---- Listed records
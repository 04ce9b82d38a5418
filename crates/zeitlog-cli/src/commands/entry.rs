use clap::Subcommand;

#[derive(Subcommand)]
pub enum EntryAction {
    /// Record a completed entry manually
    Add {
        /// Project name
        project: String,
        /// What was worked on
        #[arg(long)]
        description: Option<String>,
        /// Day of the entry (YYYY-MM-DD)
        #[arg(long)]
        date: String,
        /// Start clock (HH:MM or HH:MM:SS)
        #[arg(long)]
        start: String,
        /// End clock (HH:MM or HH:MM:SS)
        #[arg(long)]
        end: String,
    },
    /// Edit a non-running entry (times are always rewritten)
    Edit {
        /// Entry id
        id: i64,
        /// New project name, unchanged when omitted
        #[arg(long)]
        project: Option<String>,
        /// New description, unchanged when omitted
        #[arg(long)]
        description: Option<String>,
        /// Day of the entry (YYYY-MM-DD)
        #[arg(long)]
        date: String,
        /// Start clock (HH:MM or HH:MM:SS)
        #[arg(long)]
        start: String,
        /// End clock (HH:MM or HH:MM:SS)
        #[arg(long)]
        end: String,
    },
    /// Delete a non-running entry
    Delete {
        /// Entry id
        id: i64,
    },
    /// List recent entries, most recent first
    List {
        /// Override the configured limit
        #[arg(long)]
        limit: Option<u32>,
    },
}

pub fn run(action: EntryAction) -> Result<(), Box<dyn std::error::Error>> {
    let ctx = super::context()?;

    match action {
        EntryAction::Add {
            project,
            description,
            date,
            start,
            end,
        } => {
            let entry =
                ctx.machine
                    .record_manual(&project, description.as_deref(), &date, &start, &end)?;
            println!("{}", serde_json::to_string_pretty(&entry)?);
        }
        EntryAction::Edit {
            id,
            project,
            description,
            date,
            start,
            end,
        } => {
            let entry = ctx.machine.edit(
                id,
                project.as_deref(),
                description.as_deref(),
                &date,
                &start,
                &end,
            )?;
            println!("{}", serde_json::to_string_pretty(&entry)?);
        }
        EntryAction::Delete { id } => {
            ctx.machine.delete(id)?;
            println!("deleted entry {id}");
        }
        EntryAction::List { limit } => {
            let limit = limit.unwrap_or(ctx.config.entries.recent_limit);
            let entries = {
                let db = ctx.db.lock().unwrap_or_else(|p| p.into_inner());
                db.recent_entries(limit)?
            };
            println!("{}", serde_json::to_string_pretty(&entries)?);
        }
    }
    Ok(())
}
--------
_Exercise objective_
Within the material above, show every line that includes "println".

_Finished exercise_
            println!("{}", serde_json::to_string_pretty(&entry)?);
            println!("{}", serde_json::to_string_pretty(&entry)?);
            println!("deleted entry {id}");
            println!("{}", serde_json::to_string_pretty(&entries)?);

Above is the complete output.